═══ Data for analysis

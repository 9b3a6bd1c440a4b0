// Moderation state - trust list, moderated chats, banned origins, audit-log target.
//
// Every mutation is applied to a copy, persisted, and only then published.
// A failed save leaves memory as it was.

use async_trait::async_trait;
use serde::{Deserialize, Serialize};
use std::collections::BTreeSet;
use thiserror::Error;
use tokio::sync::RwLock;

// ============================================================================
// ERRORS
// ============================================================================

#[derive(Debug, Error)]
pub enum StateError {
    #[error("Storage error: {0}")]
    StorageError(String),

    #[error("Invalid origin id: {0}")]
    InvalidOrigin(i64),
}

// ============================================================================
// STORAGE TRAIT (PORT)
// ============================================================================

/// Persisted shape of the moderation state.
#[derive(Debug, Clone, Default, PartialEq, Serialize, Deserialize)]
pub struct ModerationData {
    #[serde(default)]
    pub trusted_user_ids: BTreeSet<i64>,
    #[serde(default)]
    pub moderated_chat_ids: BTreeSet<i64>,
    #[serde(default)]
    pub banned_channel_ids: BTreeSet<i64>,
    #[serde(default)]
    pub audit_log_chat_id: Option<i64>,
}

#[async_trait]
pub trait StateStore: Send + Sync {
    /// Load the persisted state, or defaults if nothing was saved yet.
    async fn load(&self) -> Result<ModerationData, StateError>;

    async fn save(&self, data: &ModerationData) -> Result<(), StateError>;
}

/// Map a public channel id into the platform's negative broadcast id space.
///
/// `123456789` becomes `-100123456789`; ids that are already negative are kept.
pub fn normalize_origin_id(origin_id: i64) -> Result<i64, StateError> {
    if origin_id <= 0 {
        return Ok(origin_id);
    }
    format!("-100{}", origin_id)
        .parse::<i64>()
        .map_err(|_| StateError::InvalidOrigin(origin_id))
}

// ============================================================================
// STATE
// ============================================================================

pub struct ModerationState<S: StateStore> {
    store: S,
    data: RwLock<ModerationData>,
}

impl<S: StateStore> ModerationState<S> {
    /// Load state from the store.
    pub async fn load(store: S) -> Result<Self, StateError> {
        let data = store.load().await?;
        tracing::info!(
            trusted = data.trusted_user_ids.len(),
            moderated_chats = data.moderated_chat_ids.len(),
            banned_origins = data.banned_channel_ids.len(),
            "Moderation state loaded"
        );
        Ok(Self {
            store,
            data: RwLock::new(data),
        })
    }

    /// Apply `change` under the write guard and persist if it reports a modification.
    async fn mutate<T>(
        &self,
        change: impl FnOnce(&mut ModerationData) -> (bool, T),
    ) -> Result<T, StateError> {
        let mut data = self.data.write().await;
        let mut next = data.clone();
        let (changed, result) = change(&mut next);
        if changed {
            self.store.save(&next).await?;
            *data = next;
        }
        Ok(result)
    }

    #[cfg(test)]
    pub(crate) fn store(&self) -> &S {
        &self.store
    }

    pub async fn is_trusted(&self, user_id: i64) -> bool {
        self.data.read().await.trusted_user_ids.contains(&user_id)
    }

    /// Add a user to the trust list. Returns `false` if they were already trusted.
    pub async fn trust(&self, user_id: i64) -> Result<bool, StateError> {
        self.mutate(|d| {
            let added = d.trusted_user_ids.insert(user_id);
            (added, added)
        })
        .await
    }

    pub async fn is_chat_moderated(&self, chat_id: i64) -> bool {
        self.data.read().await.moderated_chat_ids.contains(&chat_id)
    }

    pub async fn moderate_chat(&self, chat_id: i64) -> Result<bool, StateError> {
        self.mutate(|d| {
            let added = d.moderated_chat_ids.insert(chat_id);
            (added, added)
        })
        .await
    }

    pub async fn unmoderate_chat(&self, chat_id: i64) -> Result<bool, StateError> {
        self.mutate(|d| {
            let removed = d.moderated_chat_ids.remove(&chat_id);
            (removed, removed)
        })
        .await
    }

    pub async fn is_origin_banned(&self, origin_id: i64) -> bool {
        match normalize_origin_id(origin_id) {
            Ok(id) => self.data.read().await.banned_channel_ids.contains(&id),
            Err(_) => false,
        }
    }

    /// Ban an origin. Returns the stored (normalized) id and whether it was new.
    pub async fn ban_origin(&self, origin_id: i64) -> Result<(i64, bool), StateError> {
        let normalized = normalize_origin_id(origin_id)?;
        self.mutate(|d| {
            let added = d.banned_channel_ids.insert(normalized);
            (added, (normalized, added))
        })
        .await
    }

    pub async fn audit_log_target(&self) -> Option<i64> {
        self.data.read().await.audit_log_chat_id
    }

    /// Set the audit-log chat, returning the previous one.
    pub async fn set_audit_log_target(&self, chat_id: i64) -> Result<Option<i64>, StateError> {
        self.mutate(|d| {
            let previous = d.audit_log_chat_id.replace(chat_id);
            (previous != Some(chat_id), previous)
        })
        .await
    }

    /// Clear the audit-log chat, returning the one that was set.
    pub async fn clear_audit_log_target(&self) -> Result<Option<i64>, StateError> {
        self.mutate(|d| {
            let previous = d.audit_log_chat_id.take();
            (previous.is_some(), previous)
        })
        .await
    }
}

// ============================================================================
// TESTS
// ============================================================================

#[cfg(test)]
pub(crate) mod tests {
    use super::*;
    use std::sync::atomic::{AtomicBool, AtomicUsize, Ordering};
    use std::sync::Mutex;

    /// In-memory store that counts writes.
    #[derive(Default)]
    pub(crate) struct MockStateStore {
        pub initial: ModerationData,
        pub saved: Mutex<Option<ModerationData>>,
        pub saves: AtomicUsize,
        pub fail_saves: AtomicBool,
    }

    impl MockStateStore {
        pub fn with(initial: ModerationData) -> Self {
            Self {
                initial,
                ..Default::default()
            }
        }
    }

    #[async_trait]
    impl StateStore for MockStateStore {
        async fn load(&self) -> Result<ModerationData, StateError> {
            Ok(self.initial.clone())
        }

        async fn save(&self, data: &ModerationData) -> Result<(), StateError> {
            if self.fail_saves.load(Ordering::SeqCst) {
                return Err(StateError::StorageError("disk full".to_string()));
            }
            self.saves.fetch_add(1, Ordering::SeqCst);
            *self.saved.lock().unwrap() = Some(data.clone());
            Ok(())
        }
    }

    #[test]
    fn test_normalize_origin_id() {
        assert_eq!(normalize_origin_id(123456789).unwrap(), -100123456789);
        assert_eq!(normalize_origin_id(-100123456789).unwrap(), -100123456789);
        assert!(normalize_origin_id(i64::MAX).is_err());
    }

    #[tokio::test]
    async fn test_trust_is_idempotent() {
        let state = ModerationState::load(MockStateStore::default()).await.unwrap();

        assert!(!state.is_trusted(42).await);
        assert!(state.trust(42).await.unwrap());
        assert!(!state.trust(42).await.unwrap());
        assert!(state.is_trusted(42).await);

        // Only the first trust touched the disk
        assert_eq!(state.store.saves.load(Ordering::SeqCst), 1);
        let saved = state.store.saved.lock().unwrap().clone().unwrap();
        assert_eq!(saved.trusted_user_ids.len(), 1);
    }

    #[tokio::test]
    async fn test_moderate_and_unmoderate_chat() {
        let state = ModerationState::load(MockStateStore::default()).await.unwrap();

        assert!(state.moderate_chat(-5).await.unwrap());
        assert!(state.is_chat_moderated(-5).await);
        assert!(!state.moderate_chat(-5).await.unwrap());

        assert!(state.unmoderate_chat(-5).await.unwrap());
        assert!(!state.is_chat_moderated(-5).await);
        assert!(!state.unmoderate_chat(-5).await.unwrap());
    }

    #[tokio::test]
    async fn test_ban_origin_stores_broadcast_id() {
        let state = ModerationState::load(MockStateStore::default()).await.unwrap();

        let (stored, added) = state.ban_origin(123456789).await.unwrap();
        assert_eq!(stored, -100123456789);
        assert!(added);

        assert!(state.is_origin_banned(-100123456789).await);
        assert!(state.is_origin_banned(123456789).await);

        let saved = state.store.saved.lock().unwrap().clone().unwrap();
        assert!(saved.banned_channel_ids.contains(&-100123456789));
    }

    #[tokio::test]
    async fn test_failed_save_leaves_state_untouched() {
        let state = ModerationState::load(MockStateStore::default()).await.unwrap();
        state.store.fail_saves.store(true, Ordering::SeqCst);

        assert!(state.ban_origin(123456789).await.is_err());
        assert!(!state.is_origin_banned(123456789).await);
        assert!(state.trust(42).await.is_err());
        assert!(!state.is_trusted(42).await);

        // Retrying once the store recovers persists the ban
        state.store.fail_saves.store(false, Ordering::SeqCst);
        assert_eq!(state.ban_origin(123456789).await.unwrap(), (-100123456789, true));
        let saved = state.store.saved.lock().unwrap().clone().unwrap();
        assert!(saved.banned_channel_ids.contains(&-100123456789));
    }

    #[tokio::test]
    async fn test_audit_log_target_lifecycle() {
        let state = ModerationState::load(MockStateStore::default()).await.unwrap();

        assert_eq!(state.audit_log_target().await, None);
        assert_eq!(state.set_audit_log_target(-10).await.unwrap(), None);
        assert_eq!(state.set_audit_log_target(-20).await.unwrap(), Some(-10));
        assert_eq!(state.audit_log_target().await, Some(-20));
        assert_eq!(state.clear_audit_log_target().await.unwrap(), Some(-20));
        assert_eq!(state.clear_audit_log_target().await.unwrap(), None);
    }
}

══════

__Task brief__: Show the lines of the entries that include the string "StorageError", copying each in full.

__Output of the exercise__:
    StorageError(String),
                return Err(StateError::StorageError("disk full".to_string()));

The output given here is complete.